A l’inverse, pourquoi les États-Unis semblent-ils indétrônables, alors que l’Europe a longtemps dominé ce marché ? Après la Seconde Guerre mondiale, les Américains, dans une logique complémentaire à celle du plan Marshall, ont compris l’intérêt d’exporter leur culture et le rôle stratégique de l’art contemporain pour propager un esprit de renouveau. Les critiques d’art, les collectionneurs, les musées ont accompagné leurs artistes, considérés comme des ambassadeurs. Les collectionneurs ont montré leur confiance en achetant dans des ventes aux enchères fortement médiatisées, entraînant un phénomène de mimétisme pour posséder les œuvres d’artistes de la scène contemporaine.

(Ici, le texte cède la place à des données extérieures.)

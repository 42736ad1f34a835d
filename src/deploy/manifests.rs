//! Kubernetes manifest generation
//!
//! Renders a PersistentVolumeClaim, a Deployment and a Service for the file
//! manager. The Deployment mounts the claim at `/data` and points the server's
//! default root there.

use config::{Config, ConfigError, Environment};
use serde::Deserialize;
use std::fmt::Write;

/// Mount point of the data volume inside the container
pub const DATA_MOUNT: &str = "/data";

/// Manifest parameters, read from plain environment variables
/// (`IMAGE`, `NAMESPACE`, `APP_NAME`, `STORAGE`, `STORAGE_CLASS`, `PORT`).
#[derive(Debug, Deserialize, Clone, PartialEq, Eq)]
pub struct ManifestConfig {
    pub image: String,
    pub namespace: String,
    pub app_name: String,
    pub storage: String,
    #[serde(default)]
    pub storage_class: Option<String>,
    pub port: u16,
}

impl Default for ManifestConfig {
    fn default() -> Self {
        Self {
            image: "file-manager:latest".to_string(),
            namespace: "default".to_string(),
            app_name: "file-manager".to_string(),
            storage: "1Gi".to_string(),
            storage_class: None,
            port: 8000,
        }
    }
}

impl ManifestConfig {
    pub fn from_env() -> Result<Self, ConfigError> {
        let defaults = Self::default();
        let config: ManifestConfig = Config::builder()
            .set_default("image", defaults.image)?
            .set_default("namespace", defaults.namespace)?
            .set_default("app_name", defaults.app_name)?
            .set_default("storage", defaults.storage)?
            .set_default("port", defaults.port as i64)?
            .add_source(Environment::default())
            .build()?
            .try_deserialize()?;

        if config.port == 0 {
            return Err(ConfigError::Message("PORT cannot be 0".into()));
        }
        Ok(config)
    }

    fn storage_class(&self) -> Option<&str> {
        self.storage_class.as_deref().filter(|class| !class.is_empty())
    }

    /// All three manifests as one multi-document YAML stream.
    pub fn render(&self) -> String {
        [
            self.persistent_volume_claim(),
            self.deployment(),
            self.service(),
        ]
        .join("---\n")
    }

    pub fn persistent_volume_claim(&self) -> String {
        let mut out = String::new();
        let _ = write!(
            out,
            "apiVersion: v1\n\
             kind: PersistentVolumeClaim\n\
             metadata:\n  name: {name}-pvc\n  namespace: {namespace}\n\
             spec:\n  accessModes:\n    - ReadWriteOnce\n",
            name = self.app_name,
            namespace = self.namespace,
        );
        if let Some(class) = self.storage_class() {
            let _ = writeln!(out, "  storageClassName: {}", class);
        }
        let _ = write!(
            out,
            "  resources:\n    requests:\n      storage: {}\n",
            self.storage
        );
        out
    }

    pub fn deployment(&self) -> String {
        format!(
            "apiVersion: apps/v1\n\
             kind: Deployment\n\
             metadata:\n  name: {name}\n  namespace: {namespace}\n\
             spec:\n  replicas: 1\n  selector:\n    matchLabels:\n      app: {name}\n\
             \x20 template:\n    metadata:\n      labels:\n        app: {name}\n\
             \x20   spec:\n      containers:\n        - name: {name}\n\
             \x20         image: {image}\n          imagePullPolicy: IfNotPresent\n\
             \x20         env:\n            - name: FILE_MANAGER_DEFAULT_ROOT\n              value: {mount}\n\
             \x20           - name: PORT\n              value: \"{port}\"\n\
             \x20         ports:\n            - containerPort: {port}\n\
             \x20         volumeMounts:\n            - name: data\n              mountPath: {mount}\n\
             \x20     volumes:\n        - name: data\n          persistentVolumeClaim:\n            claimName: {name}-pvc\n",
            name = self.app_name,
            namespace = self.namespace,
            image = self.image,
            port = self.port,
            mount = DATA_MOUNT,
        )
    }

    pub fn service(&self) -> String {
        format!(
            "apiVersion: v1\n\
             kind: Service\n\
             metadata:\n  name: {name}\n  namespace: {namespace}\n\
             spec:\n  type: ClusterIP\n  selector:\n    app: {name}\n\
             \x20 ports:\n    - name: http\n      port: 80\n      targetPort: {port}\n",
            name = self.app_name,
            namespace = self.namespace,
            port = self.port,
        )
    }
}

Pendant ce temps, en France, premier marché mondial jusque dans les années 1960, beaucoup d’intellectuels se méfiaient plus des États-Unis que de l’URSS. Il fallait donc se démarquer du pop art. La tendance a été de valoriser un art conceptuel institutionnel, difficilement assimilable par le marché. En outre, la France avait peu de collectionneurs influents. Le phénomène accélérateur a été la marchandisation, emmenée par les anglo-saxons, d’un secteur devenu une véritable alternative aux marchés d’investissements traditionnels. Le tout dans une époque de création de richesse inégalée.
Mais qui dit marché dit cycles. Qui dit cycles dit crises. Il faudra donc savoir y faire face lorsqu’elles surviendront. Comme pour les autres marchés, la qualité sera primordiale, alors que le risque « d’effet de mode » est probablement plus élevé que dans d’autres classes d’actifs.
Pour l’instant, l’inflation des actifs alimente la dynamique, du marché et des acteurs. Dans ce contexte, la France retrouve quelques atouts, par son maillage exceptionnel de galeries, de nouveaux collectionneurs d’envergure mondiale et un savoir-faire des musées très reconnu, comme en témoignent l’antenne Pompidou à Shanghai et le Louvre Abu Dhabi. Mais la concurrence est rude, car, dans l’émirat, c’est bientôt le Guggenheim, américain, qui montrera l’art contemporain dans le Golfe !
Le marché est mondial. La compétition également. Les enjeux sont au-delà du seul business, c’est la lutte d’influence au travers des courants artistiques. Les acteurs sont identifiés : maisons de vente, galeries, musées. Les outils ont été mis en place : indices, places de marchés, etc.
Nous sommes définitivement entrés dans une nouvelle ère de l’art.